The Company also announced that Kelly Gill has been promoted to Chief Executive Officer and appointed to the Board of Directors. Wallace Olson, Chairman of the Board, said "Kelly's extensive experience and success at Advocat and in the nursing home profession will be an asset to the Company and the Board in both these roles."
For the third quarter of 2011 compared to the third quarter of 2010, key highlights include the following:
- Revenue increased 10.5%, to $80.6 million, compared to $73.0 million.
- Skilled census, representing total Medicare and managed care patients, increased 12.2% to an average of 660 patients per day. Skilled census was 15.9% of total census in the third quarter of 2011 compared to 13.9% in 2010.
- Medicare revenues increased 29% compared to the third quarter of 2010, as a result of increased patient census, changes in patient acuity levels, and the effects of the skilled nursing rate adjustments in October 2010.

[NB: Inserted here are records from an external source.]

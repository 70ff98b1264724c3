//! Operation catalog built from an introspection result.

use indexmap::IndexMap;
use log::debug;
use serde::Serialize;

use crate::introspection::{Field, FullType, IntrospectionSchema, TypeKind, TypeRef};
use crate::query::{OperationKind, QueryDocument};

/// Selectable fields listed per operation.
const MAX_LISTED_FIELDS: usize = 10;
/// Leaf fields placed in an example selection.
const MAX_EXAMPLE_FIELDS: usize = 3;

#[derive(Debug, Clone, PartialEq, Serialize)]
pub struct GraphArgument {
    pub name: String,
    #[serde(rename = "type")]
    pub type_name: String,
    #[serde(skip_serializing_if = "Option::is_none")]
    pub description: Option<String>,
    pub required: bool,
    #[serde(skip_serializing_if = "Option::is_none")]
    pub default_value: Option<String>,
}

/// One root field of the query, mutation or subscription type.
#[derive(Debug, Clone, PartialEq, Serialize)]
pub struct GraphOperation {
    pub kind: OperationKind,
    pub name: String,
    #[serde(skip_serializing_if = "Option::is_none")]
    pub description: Option<String>,
    /// Return type in SDL notation.
    pub returns: String,
    pub arguments: Vec<GraphArgument>,
    pub required_args: Vec<String>,
    /// Up to ten field names of the return type, sorted.
    pub available_fields: Vec<String>,
    pub example: String,
    pub deprecated: bool,
}

impl GraphOperation {
    pub fn argument(&self, name: &str) -> Option<&GraphArgument> {
        self.arguments.iter().find(|a| a.name == name)
    }
}

#[derive(Debug, Clone, PartialEq, Serialize)]
pub struct TypeSummary {
    pub kind: TypeKind,
    #[serde(skip_serializing_if = "Option::is_none")]
    pub description: Option<String>,
    #[serde(skip_serializing_if = "Vec::is_empty")]
    pub fields: Vec<String>,
    #[serde(skip_serializing_if = "Vec::is_empty")]
    pub enum_values: Vec<String>,
}

/// Everything a caller needs to write queries against one endpoint.
#[derive(Debug, Clone, PartialEq, Serialize)]
pub struct GraphCatalog {
    pub endpoint: String,
    pub queries: Vec<GraphOperation>,
    pub mutations: Vec<GraphOperation>,
    #[serde(skip_serializing_if = "Vec::is_empty")]
    pub subscriptions: Vec<GraphOperation>,
    /// Named non-scalar types worth describing, by name.
    pub types: IndexMap<String, TypeSummary>,
    /// Root type names, so checks can tell "no such field" from "no such root".
    #[serde(skip)]
    roots: IndexMap<OperationKind, String>,
}

impl GraphCatalog {
    pub fn build(endpoint: &str, schema: &IntrospectionSchema) -> Self {
        let mut roots = IndexMap::new();
        let declared = [
            (OperationKind::Query, &schema.query_type),
            (OperationKind::Mutation, &schema.mutation_type),
            (OperationKind::Subscription, &schema.subscription_type),
        ];
        for (kind, named) in declared {
            if let Some(named) = named {
                roots.insert(kind, named.name.clone());
            }
        }

        let root_operations = |kind: OperationKind| -> Vec<GraphOperation> {
            roots
                .get(&kind)
                .and_then(|name| schema.get_type(name))
                .map(|root| operations(schema, root, kind))
                .unwrap_or_default()
        };
        let queries = root_operations(OperationKind::Query);
        let mutations = root_operations(OperationKind::Mutation);
        let subscriptions = root_operations(OperationKind::Subscription);

        let mut important: Vec<&FullType> = schema
            .types
            .iter()
            .filter(|t| is_important(t))
            .collect();
        important.sort_by(|a, b| a.name.cmp(&b.name));
        let types = important
            .into_iter()
            .filter_map(|t| Some((t.name.clone()?, summarize(t))))
            .collect();

        debug!(
            "catalog for {endpoint}: {} queries, {} mutations, {} subscriptions",
            queries.len(),
            mutations.len(),
            subscriptions.len()
        );
        Self {
            endpoint: endpoint.to_string(),
            queries,
            mutations,
            subscriptions,
            types,
            roots,
        }
    }

    pub fn operations(&self, kind: OperationKind) -> &[GraphOperation] {
        match kind {
            OperationKind::Query => &self.queries,
            OperationKind::Mutation => &self.mutations,
            OperationKind::Subscription => &self.subscriptions,
        }
    }

    pub fn find(&self, kind: OperationKind, name: &str) -> Option<&GraphOperation> {
        self.operations(kind).iter().find(|op| op.name == name)
    }

    pub fn len(&self) -> usize {
        self.queries.len() + self.mutations.len() + self.subscriptions.len()
    }

    pub fn is_empty(&self) -> bool {
        self.len() == 0
    }

    /// Pre-flight check of the operation a request would run: unknown root
    /// fields, unknown arguments and missing required arguments. Returns one
    /// message per problem.
    pub fn check(&self, doc: &QueryDocument, operation_name: Option<&str>) -> Vec<String> {
        let op = match doc.operation(operation_name) {
            Ok(op) => op,
            Err(message) => return vec![message],
        };
        let Some(root) = self.roots.get(&op.kind) else {
            return vec![format!("schema does not support {} operations", op.kind)];
        };

        let mut problems = Vec::new();
        for field in &op.fields {
            if field.name.starts_with("__") {
                continue;
            }
            let Some(declared) = self.find(op.kind, &field.name) else {
                problems.push(format!(
                    "field '{}' doesn't exist on type '{root}'",
                    field.name
                ));
                continue;
            };
            for arg in &field.arguments {
                if declared.argument(arg).is_none() {
                    problems.push(format!(
                        "unknown argument '{arg}' on field '{root}.{}'",
                        field.name
                    ));
                }
            }
            for required in &declared.required_args {
                if !field.arguments.contains(required) {
                    let type_name = declared
                        .argument(required)
                        .map(|a| a.type_name.as_str())
                        .unwrap_or("?");
                    problems.push(format!(
                        "field '{}' argument '{required}' of type '{type_name}' is required but not provided",
                        field.name
                    ));
                }
            }
        }
        problems
    }
}

fn operations(schema: &IntrospectionSchema, root: &FullType, kind: OperationKind) -> Vec<GraphOperation> {
    let mut ops: Vec<GraphOperation> = root
        .fields()
        .iter()
        .filter(|f| !f.name.starts_with("__"))
        .map(|f| operation(schema, f, kind))
        .collect();
    ops.sort_by(|a, b| a.name.cmp(&b.name));
    ops
}

fn operation(schema: &IntrospectionSchema, field: &Field, kind: OperationKind) -> GraphOperation {
    let arguments: Vec<GraphArgument> = field
        .args
        .iter()
        .map(|arg| GraphArgument {
            name: arg.name.clone(),
            type_name: arg.type_ref.to_string(),
            description: arg.description.clone(),
            required: arg.is_required(),
            default_value: arg.default_value.clone(),
        })
        .collect();
    let required_args = arguments
        .iter()
        .filter(|a| a.required)
        .map(|a| a.name.clone())
        .collect();

    let return_type = schema.get_type(field.type_ref.base_name());
    let mut available_fields: Vec<String> = return_type
        .map(|t| t.fields().iter().map(|f| f.name.clone()).collect())
        .unwrap_or_default();
    available_fields.sort();
    available_fields.truncate(MAX_LISTED_FIELDS);

    GraphOperation {
        kind,
        name: field.name.clone(),
        description: field.description.clone(),
        returns: field.type_ref.to_string(),
        example: example(kind, field, return_type),
        arguments,
        required_args,
        available_fields,
        deprecated: field.is_deprecated,
    }
}

/// `query { user(id: "id123") { id name } }`. Required arguments only;
/// the selection lists the first leaf fields of the return type.
fn example(kind: OperationKind, field: &Field, return_type: Option<&FullType>) -> String {
    let mut out = format!("{kind} {{ {}", field.name);

    let args: Vec<String> = field
        .args
        .iter()
        .filter(|a| a.is_required())
        .map(|a| format!("{}: {}", a.name, example_literal(&a.type_ref)))
        .collect();
    if !args.is_empty() {
        out.push_str(&format!("({})", args.join(", ")));
    }

    if let Some(t) = return_type.filter(|t| !t.kind.is_leaf()) {
        let leaves: Vec<&str> = t
            .fields()
            .iter()
            .filter(|f| f.args.iter().all(|a| !a.is_required()))
            .filter(|f| f.type_ref.base().kind.is_leaf())
            .map(|f| f.name.as_str())
            .take(MAX_EXAMPLE_FIELDS)
            .collect();
        let selection = if leaves.is_empty() {
            "__typename".to_string()
        } else {
            leaves.join(" ")
        };
        out.push_str(&format!(" {{ {selection} }}"));
    }
    out.push_str(" }");
    out
}

fn example_literal(type_ref: &TypeRef) -> String {
    match type_ref.kind {
        TypeKind::NonNull => match type_ref.of_type {
            Some(ref inner) => example_literal(inner),
            None => "null".to_string(),
        },
        TypeKind::List => match type_ref.of_type {
            Some(ref inner) => format!("[{}]", example_literal(inner)),
            None => "[]".to_string(),
        },
        TypeKind::InputObject => "{}".to_string(),
        _ => match type_ref.base_name() {
            "String" => "\"example\"".to_string(),
            "Int" => "123".to_string(),
            "Float" => "123.45".to_string(),
            "Boolean" => "true".to_string(),
            "ID" => "\"id123\"".to_string(),
            _ => "null".to_string(),
        },
    }
}

/// Non-scalar, non-introspection types that carry a description, more than
/// one field or input field, or enum values.
fn is_important(t: &FullType) -> bool {
    if t.name.is_none() || t.is_introspection() || t.kind == TypeKind::Scalar {
        return false;
    }
    t.description.as_deref().is_some_and(|d| !d.is_empty())
        || t.fields().len() + t.input_fields.as_deref().map_or(0, <[_]>::len) > 1
        || !t.enum_values().is_empty()
}

fn summarize(t: &FullType) -> TypeSummary {
    let mut fields: Vec<String> = match t.kind {
        TypeKind::Object | TypeKind::Interface => {
            t.fields().iter().map(|f| f.name.clone()).collect()
        }
        TypeKind::InputObject => t
            .input_fields
            .as_deref()
            .unwrap_or_default()
            .iter()
            .map(|f| f.name.clone())
            .collect(),
        _ => Vec::new(),
    };
    fields.sort();
    let mut enum_values: Vec<String> = t.enum_values().iter().map(|v| v.name.clone()).collect();
    enum_values.sort();
    TypeSummary {
        kind: t.kind,
        description: t.description.clone(),
        fields,
        enum_values,
    }
}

- The Company is incurring expenses that are expected to benefit future periods. Results for the third quarter of 2011 included expense increases totaling approximately $1.4 million for expenses related to our strategic growth initiatives. While the Company is already experiencing an increase in skilled mix and operating results, we expect results from these investments will fully develop in future periods.
- The Company recorded $4.6 million in professional liability expense, $1.3 million in severance expense for the former Chief Executive Officer and a $0.3 million asset impairment charge during the quarter which contributed significantly to the quarterly operating loss.

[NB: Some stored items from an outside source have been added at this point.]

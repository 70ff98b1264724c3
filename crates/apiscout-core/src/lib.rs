pub mod cache;
pub mod config;
pub mod discovery;
pub mod error;
pub mod explorer;
pub mod fetch;
pub mod index;
pub mod naming;
pub mod parse;
pub mod schema;
pub mod validate;

pub use cache::{CacheStats, SpecCache, SpecEntry, TtlCache};
pub use config::ScoutConfig;
pub use discovery::{DiscoverySummary, EnrichedOperation, OperationDiscovery};
pub use error::ScoutError;
pub use explorer::ApiExplorer;
pub use index::OperationIndex;
pub use validate::{ValidationEngine, ValidationOptions, ValidationReport};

- Net loss from continuing operations was $0.9 million compared to net income from continuing operations of $0.2 million, or a loss of $0.17 per diluted common share compared to income of $0.02 per diluted common share in 2010.
- Funds provided by operations were $2.5 million versus $3.3 million or $0.43 compared to $0.57 per diluted common share in 2010.
Funds provided by operations is a non-GAAP performance measurement. A reconciliation of funds provided by operations to net income is included in the financial tables accompanying this press release.
Kelly Gill, CEO, remarked, "We continue to see strong revenue and skilled mix growth as a result of our strategic investments. As a direct result of enhancing our registered nurse coverage and expanding our specialized clinical care offerings, combined with our growth in referral and managed care relationships in certain markets, we have witnessed skilled mix average daily census grow over 10%. Professional liability expense and expenses associated with the departure of the Company's former CEO caused lower earnings for the quarter, but our strategic investment plan continues to provide returns now as well as tremendous upside opportunities for future growth and profitability."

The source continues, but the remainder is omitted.